2018年7月14日土曜日

マラッカ・ジレンマ

マハティール首相が、中国の一帯一路戦略のひとつである東海岸鉄道の建設中止を発表した。前政権の親中国路線に楔を打ち込み、大国嫌いの面目躍如といったところである。
この東海岸鉄道は、KLーシンガポール高速鉄道計画と違い、そもそもマレーシアにとって、あまり経済的価値はない。もちろん東海岸の開発は進むかもしれないが、経済効果は薄いとされている。沿線の人口が少なすぎるのだ。

この東海岸鉄道を中国が進めたい真意は、マラッカ・ジレンマと呼ばれる地政学的問題の解決にある。マラッカ海峡は未だ米英の軍事的な支配下にある。
もし、この海峡が封鎖されると、中国の貿易(特に石油の輸入)は大打撃を受ける。そこで、マラッカ海峡に面するKLの外港クランと東海岸のクアンタンを結ぶ鉄道を建設するという計画だ。一時は、クラ運河構想というのもあったらしい。

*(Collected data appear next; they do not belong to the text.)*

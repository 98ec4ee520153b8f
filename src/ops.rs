//! Controller operations — request/response exchanges on flow 0.
//!
//! The controller terminal of every crane speaks a small JSON protocol:
//! tagged [`ControllerOp`] envelopes with an op id. Requests are answered by
//! the crane's controller task; responses complete a pending operation
//! registered under the id. Today the protocol carries one operation,
//! the gossip query used to bootstrap and refresh the navigator map.

use serde::{Deserialize, Serialize};
use tokio::sync::oneshot;

use crate::error::FlowError;
use crate::navigator::PinState;

/// A hub as announced over gossip. Enough to seed a pin; richer intel
/// arrives through other channels.
#[derive(Debug, Clone, Serialize, Deserialize)]
pub struct HubAnnouncement {
    pub id: String,
    #[serde(default)]
    pub name: String,
    #[serde(default)]
    pub latitude_v4: Option<f64>,
    #[serde(default)]
    pub longitude_v4: Option<f64>,
    #[serde(default)]
    pub latitude_v6: Option<f64>,
    #[serde(default)]
    pub longitude_v6: Option<f64>,
    /// Pin state bits the announcer claims for this hub.
    #[serde(default)]
    pub states: u32,
    #[serde(default)]
    pub verified_owner: Option<String>,
}

impl HubAnnouncement {
    pub fn pin_state(&self) -> PinState {
        PinState::from_bits_truncate(self.states)
    }
}

/// The controller wire protocol. One JSON object per controller Data frame.
#[derive(Debug, Clone, Serialize, Deserialize)]
#[serde(tag = "op")]
pub enum ControllerOp {
    /// Ask the peer for the hubs it knows.
    #[serde(rename = "gossip_query")]
    GossipQuery { id: u64 },

    /// Answer to a gossip query.
    #[serde(rename = "gossip_hubs")]
    GossipHubs {
        id: u64,
        hubs: Vec<HubAnnouncement>,
    },

    /// Failure answer to any request.
    #[serde(rename = "op_error")]
    OpError { id: u64, message: String },
}

impl ControllerOp {
    pub fn to_json(&self) -> Result<Vec<u8>, serde_json::Error> {
        serde_json::to_vec(self)
    }

    pub fn from_json(data: &[u8]) -> Result<Self, serde_json::Error> {
        serde_json::from_slice(data)
    }
}

/// Source of hub announcements for answering gossip queries. Hubs wire this
/// to their map; client cranes leave it unset and answer with nothing.
pub trait GossipSource: Send + Sync {
    fn announced_hubs(&self) -> Vec<HubAnnouncement>;
}

/// A pending gossip query on a crane controller.
pub struct GossipQueryOp {
    pub(crate) done: oneshot::Receiver<Result<Vec<HubAnnouncement>, FlowError>>,
}

impl GossipQueryOp {
    /// Wait for the peer's answer. A crane that goes away first resolves
    /// to `Stopping`.
    pub async fn wait(self) -> Result<Vec<HubAnnouncement>, FlowError> {
        match self.done.await {
            Ok(result) => result,
            Err(_) => Err(FlowError::stopping().wrap("crane ended before gossip reply")),
        }
    }
}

このへんの長期的な発想は中国らしい。

ともあれ、まずは、マハティール首相はこの計画を中止とした。ただ老練な天才的な政治家故に、これから先は、どう動くのかわからない。新首相には私心などなく、マレーシアの国益しか脳裏にはないはずだ。中国同様、中長期的な視野で判断するに違いない。